Information supplied Block Start

//! `MflixClient` - MFlix API client implementation.

use anyhow::{Context, Result};
use reqwest::Client;
use reqwest::header::{ACCEPT, CONTENT_TYPE, HeaderMap, HeaderValue};
use serde_json::Value;
use tracing::instrument;
use url::Url;

use crate::api::LocalMflixApi;
use crate::error::HttpError;
use crate::params::{PageParams, SearchParams};

/// Default base URL for a local MFlix API server.
pub const DEFAULT_BASE_URL: &str = "http://localhost:3000";

/// MFlix API client.
///
/// Holds the normalized base URL and a process-lifetime `reqwest::Client`
/// carrying the default JSON headers, reused across all calls.
#[derive(Debug)]
#[allow(clippy::module_name_repetitions)]
pub struct MflixClient {
    /// HTTP client.
    http_client: Client,
    /// Base URL for API requests.
    base_url: Url,
}

/// Builder for `MflixClient`.
#[derive(Debug)]
#[allow(clippy::module_name_repetitions)]
pub struct MflixClientBuilder {
    base_url: Option<String>,
    user_agent: Option<String>,
}

impl MflixClientBuilder {
    /// Creates a new builder.
    const fn new() -> Self {
        Self {
            base_url: None,
            user_agent: None,
        }
    }

    /// Overrides the base URL (default: [`DEFAULT_BASE_URL`]).
    ///
    /// Trailing slashes are stripped at build time.
    #[must_use]
    pub fn base_url(mut self, url: impl Into<String>) -> Self {
        self.base_url = Some(url.into());
        self
    }

    /// Overrides the User-Agent (default: `mflix-api/<version>`).
    #[must_use]
    pub fn user_agent(mut self, ua: impl Into<String>) -> Self {
        self.user_agent = Some(ua.into());
        self
    }

    /// Builds the client.
    ///
    /// # Errors
    ///
    /// - The base URL does not parse.
    /// - `reqwest::Client` build fails.
    pub fn build(self) -> Result<MflixClient> {
        let raw = self
            .base_url
            .unwrap_or_else(|| String::from(DEFAULT_BASE_URL));
        let base_url = Url::parse(raw.trim_end_matches('/'))
            .with_context(|| format!("invalid base URL: {raw}"))?;

        let user_agent = self.user_agent.unwrap_or_else(|| {
            String::from(concat!(env!("CARGO_PKG_NAME"), "/", env!("CARGO_PKG_VERSION")))
        });

        let mut headers = HeaderMap::new();
        headers.insert(CONTENT_TYPE, HeaderValue::from_static("application/json"));
        headers.insert(ACCEPT, HeaderValue::from_static("application/json"));

        let http_client = Client::builder()
            .user_agent(&user_agent)
            .default_headers(headers)
            .gzip(true)
            .build()
            .context("failed to build HTTP client")?;

        Ok(MflixClient {
            http_client,
            base_url,
        })
    }
}

impl MflixClient {
    /// Creates a new builder.
    #[must_use]
    pub const fn builder() -> MflixClientBuilder {
        MflixClientBuilder::new()
    }

    /// Returns the normalized base URL.
    #[must_use]
    pub const fn base_url(&self) -> &Url {
        &self.base_url
    }

    /// Sends a GET request and decodes the JSON response body.
    ///
    /// One attempt per call: no retries, no backoff, no timeout override.
    /// Non-2xx responses are logged and returned as [`HttpError`].
    #[instrument(skip_all)]
    async fn request(&self, path: &str, query: &[(&str, String)]) -> Result<Value> {
        let url = self
            .base_url
            .join(path)
            .with_context(|| format!("failed to join URL path: {path}"))?;

        let request = self
            .http_client
            .get(url)
            .query(query)
            .build()
            .with_context(|| format!("failed to build request: {path}"))?;
        let url = request.url().clone();

        tracing::debug!(url = %url, "MFlix API request");

        let result = self.http_client.execute(request).await;
        let response = result.with_context(|| format!("request failed: {path}"))?;

        let status = response.status();
        if !status.is_success() {
            let body = response
                .text()
                .await
                .unwrap_or_else(|_| String::from("<failed to read body>"));
            tracing::error!(
                url = %url,
                status = status.as_u16(),
                body = %body,
                "MFlix API request failed"
            );
            return Err(anyhow::Error::new(HttpError {
                status: status.as_u16(),
                url: url.to_string(),
                body,
            }));
        }

        let body = response
            .text()
            .await
            .with_context(|| format!("failed to read response body: {path}"))?;
        let raw_result: std::result::Result<Value, _> = serde_json::from_str(&body);
        raw_result.with_context(|| format!("failed to decode JSON response: {path}"))
    }
}

impl LocalMflixApi for MflixClient {
    #[instrument(skip_all)]
    async fn get_api_info(&self) -> Result<Value> {
        self.request("/", &[]).await
    }

    #[instrument(skip_all)]
    async fn get_all_movies(&self, page: &PageParams) -> Result<Value> {
        self.request("/api/movies", &page.to_query()).await
    }

    #[instrument(skip_all)]
    async fn get_movie_by_id(&self, movie_id: &str) -> Result<Value> {
        let path = format!("/api/movies/{movie_id}");
        self.request(&path, &[]).await
    }

    #[instrument(skip_all)]
    async fn search_movies(&self, params: &SearchParams) -> Result<Value> {
        self.request("/api/movies/search", &params.to_query()).await
    }

    #[instrument(skip_all)]
    async fn get_all_embedded_movies(&self, page: &PageParams) -> Result<Value> {
        self.request("/api/embedded-movies", &page.to_query()).await
    }

    #[instrument(skip_all)]
    async fn get_embedded_movie_by_id(&self, movie_id: &str) -> Result<Value> {
        let path = format!("/api/embedded-movies/{movie_id}");
        self.request(&path, &[]).await
    }

    #[instrument(skip_all)]
    async fn search_embedded_movies(&self, params: &SearchParams) -> Result<Value> {
        self.request("/api/embedded-movies/search", &params.to_query())
            .await
    }

    #[instrument(skip_all)]
    async fn get_all_comments(&self, page: &PageParams) -> Result<Value> {
        self.request("/api/comments", &page.to_query()).await
    }

    #[instrument(skip_all)]
    async fn get_comment_by_id(&self, comment_id: &str) -> Result<Value> {
        let path = format!("/api/comments/{comment_id}");
        self.request(&path, &[]).await
    }

    #[instrument(skip_all)]
    async fn get_comments_by_movie(&self, movie_id: &str) -> Result<Value> {
        let path = format!("/api/comments/movie/{movie_id}");
        self.request(&path, &[]).await
    }

    #[instrument(skip_all)]
    async fn get_all_users(&self, page: &PageParams) -> Result<Value> {
        self.request("/api/users", &page.to_query()).await
    }

    #[instrument(skip_all)]
    async fn get_user_by_id(&self, user_id: &str) -> Result<Value> {
        let path = format!("/api/users/{user_id}");
        self.request(&path, &[]).await
    }

    #[instrument(skip_all)]
    async fn get_all_theaters(&self, page: &PageParams) -> Result<Value> {
        self.request("/api/theaters", &page.to_query()).await
    }

    #[instrument(skip_all)]
    async fn get_theater_by_id(&self, theater_id: &str) -> Result<Value> {
        let path = format!("/api/theaters/{theater_id}");
        self.request(&path, &[]).await
    }

    #[instrument(skip_all)]
    async fn get_all_sessions(&self, page: &PageParams) -> Result<Value> {
        self.request("/api/sessions", &page.to_query()).await
    }

    #[instrument(skip_all)]
    async fn get_session_by_id(&self, session_id: &str) -> Result<Value> {
        let path = format!("/api/sessions/{session_id}");
        self.request(&path, &[]).await
    }
}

Information supplied Block End

● **Work order**: The full set of records must be transcribed character for character.

● **Exercise answer**:
//! `MflixClient` - MFlix API client implementation.

use anyhow::{Context, Result};
use reqwest::Client;
use reqwest::header::{ACCEPT, CONTENT_TYPE, HeaderMap, HeaderValue};
use serde_json::Value;
use tracing::instrument;
use url::Url;

use crate::api::LocalMflixApi;
use crate::error::HttpError;
use crate::params::{PageParams, SearchParams};

/// Default base URL for a local MFlix API server.
pub const DEFAULT_BASE_URL: &str = "http://localhost:3000";

/// MFlix API client.
///
/// Holds the normalized base URL and a process-lifetime `reqwest::Client`
/// carrying the default JSON headers, reused across all calls.
#[derive(Debug)]
#[allow(clippy::module_name_repetitions)]
pub struct MflixClient {
    /// HTTP client.
    http_client: Client,
    /// Base URL for API requests.
    base_url: Url,
}

/// Builder for `MflixClient`.
#[derive(Debug)]
#[allow(clippy::module_name_repetitions)]
pub struct MflixClientBuilder {
    base_url: Option<String>,
    user_agent: Option<String>,
}

impl MflixClientBuilder {
    /// Creates a new builder.
    const fn new() -> Self {
        Self {
            base_url: None,
            user_agent: None,
        }
    }

    /// Overrides the base URL (default: [`DEFAULT_BASE_URL`]).
    ///
    /// Trailing slashes are stripped at build time.
    #[must_use]
    pub fn base_url(mut self, url: impl Into<String>) -> Self {
        self.base_url = Some(url.into());
        self
    }

    /// Overrides the User-Agent (default: `mflix-api/<version>`).
    #[must_use]
    pub fn user_agent(mut self, ua: impl Into<String>) -> Self {
        self.user_agent = Some(ua.into());
        self
    }

    /// Builds the client.
    ///
    /// # Errors
    ///
    /// - The base URL does not parse.
    /// - `reqwest::Client` build fails.
    pub fn build(self) -> Result<MflixClient> {
        let raw = self
            .base_url
            .unwrap_or_else(|| String::from(DEFAULT_BASE_URL));
        let base_url = Url::parse(raw.trim_end_matches('/'))
            .with_context(|| format!("invalid base URL: {raw}"))?;

        let user_agent = self.user_agent.unwrap_or_else(|| {
            String::from(concat!(env!("CARGO_PKG_NAME"), "/", env!("CARGO_PKG_VERSION")))
        });

        let mut headers = HeaderMap::new();
        headers.insert(CONTENT_TYPE, HeaderValue::from_static("application/json"));
        headers.insert(ACCEPT, HeaderValue::from_static("application/json"));

        let http_client = Client::builder()
            .user_agent(&user_agent)
            .default_headers(headers)
            .gzip(true)
            .build()
            .context("failed to build HTTP client")?;

        Ok(MflixClient {
            http_client,
            base_url,
        })
    }
}

impl MflixClient {
    /// Creates a new builder.
    #[must_use]
    pub const fn builder() -> MflixClientBuilder {
        MflixClientBuilder::new()
    }

    /// Returns the normalized base URL.
    #[must_use]
    pub const fn base_url(&self) -> &Url {
        &self.base_url
    }

    /// Sends a GET request and decodes the JSON response body.
    ///
    /// One attempt per call: no retries, no backoff, no timeout override.
    /// Non-2xx responses are logged and returned as [`HttpError`].
    #[instrument(skip_all)]
    async fn request(&self, path: &str, query: &[(&str, String)]) -> Result<Value> {
        let url = self
            .base_url
            .join(path)
            .with_context(|| format!("failed to join URL path: {path}"))?;

        let request = self
            .http_client
            .get(url)
            .query(query)
            .build()
            .with_context(|| format!("failed to build request: {path}"))?;
        let url = request.url().clone();

        tracing::debug!(url = %url, "MFlix API request");

        let result = self.http_client.execute(request).await;
        let response = result.with_context(|| format!("request failed: {path}"))?;

        let status = response.status();
        if !status.is_success() {
            let body = response
                .text()
                .await
                .unwrap_or_else(|_| String::from("<failed to read body>"));
            tracing::error!(
                url = %url,
                status = status.as_u16(),
                body = %body,
                "MFlix API request failed"
            );
            return Err(anyhow::Error::new(HttpError {
                status: status.as_u16(),
                url: url.to_string(),
                body,
            }));
        }

        let body = response
            .text()
            .await
            .with_context(|| format!("failed to read response body: {path}"))?;
        let raw_result: std::result::Result<Value, _> = serde_json::from_str(&body);
        raw_result.with_context(|| format!("failed to decode JSON response: {path}"))
    }
}

impl LocalMflixApi for MflixClient {
    #[instrument(skip_all)]
    async fn get_api_info(&self) -> Result<Value> {
        self.request("/", &[]).await
    }

    #[instrument(skip_all)]
    async fn get_all_movies(&self, page: &PageParams) -> Result<Value> {
        self.request("/api/movies", &page.to_query()).await
    }

    #[instrument(skip_all)]
    async fn get_movie_by_id(&self, movie_id: &str) -> Result<Value> {
        let path = format!("/api/movies/{movie_id}");
        self.request(&path, &[]).await
    }

    #[instrument(skip_all)]
    async fn search_movies(&self, params: &SearchParams) -> Result<Value> {
        self.request("/api/movies/search", &params.to_query()).await
    }

    #[instrument(skip_all)]
    async fn get_all_embedded_movies(&self, page: &PageParams) -> Result<Value> {
        self.request("/api/embedded-movies", &page.to_query()).await
    }

    #[instrument(skip_all)]
    async fn get_embedded_movie_by_id(&self, movie_id: &str) -> Result<Value> {
        let path = format!("/api/embedded-movies/{movie_id}");
        self.request(&path, &[]).await
    }

    #[instrument(skip_all)]
    async fn search_embedded_movies(&self, params: &SearchParams) -> Result<Value> {
        self.request("/api/embedded-movies/search", &params.to_query())
            .await
    }

    #[instrument(skip_all)]
    async fn get_all_comments(&self, page: &PageParams) -> Result<Value> {
        self.request("/api/comments", &page.to_query()).await
    }

    #[instrument(skip_all)]
    async fn get_comment_by_id(&self, comment_id: &str) -> Result<Value> {
        let path = format!("/api/comments/{comment_id}");
        self.request(&path, &[]).await
    }

    #[instrument(skip_all)]
    async fn get_comments_by_movie(&self, movie_id: &str) -> Result<Value> {
        let path = format!("/api/comments/movie/{movie_id}");
        self.request(&path, &[]).await
    }

    #[instrument(skip_all)]
    async fn get_all_users(&self, page: &PageParams) -> Result<Value> {
        self.request("/api/users", &page.to_query()).await
    }

    #[instrument(skip_all)]
    async fn get_user_by_id(&self, user_id: &str) -> Result<Value> {
        let path = format!("/api/users/{user_id}");
        self.request(&path, &[]).await
    }

    #[instrument(skip_all)]
    async fn get_all_theaters(&self, page: &PageParams) -> Result<Value> {
        self.request("/api/theaters", &page.to_query()).await
    }

    #[instrument(skip_all)]
    async fn get_theater_by_id(&self, theater_id: &str) -> Result<Value> {
        let path = format!("/api/theaters/{theater_id}");
        self.request(&path, &[]).await
    }

    #[instrument(skip_all)]
    async fn get_all_sessions(&self, page: &PageParams) -> Result<Value> {
        self.request("/api/sessions", &page.to_query()).await
    }

    #[instrument(skip_all)]
    async fn get_session_by_id(&self, session_id: &str) -> Result<Value> {
        let path = format!("/api/sessions/{session_id}");
        self.request(&path, &[]).await
    }
}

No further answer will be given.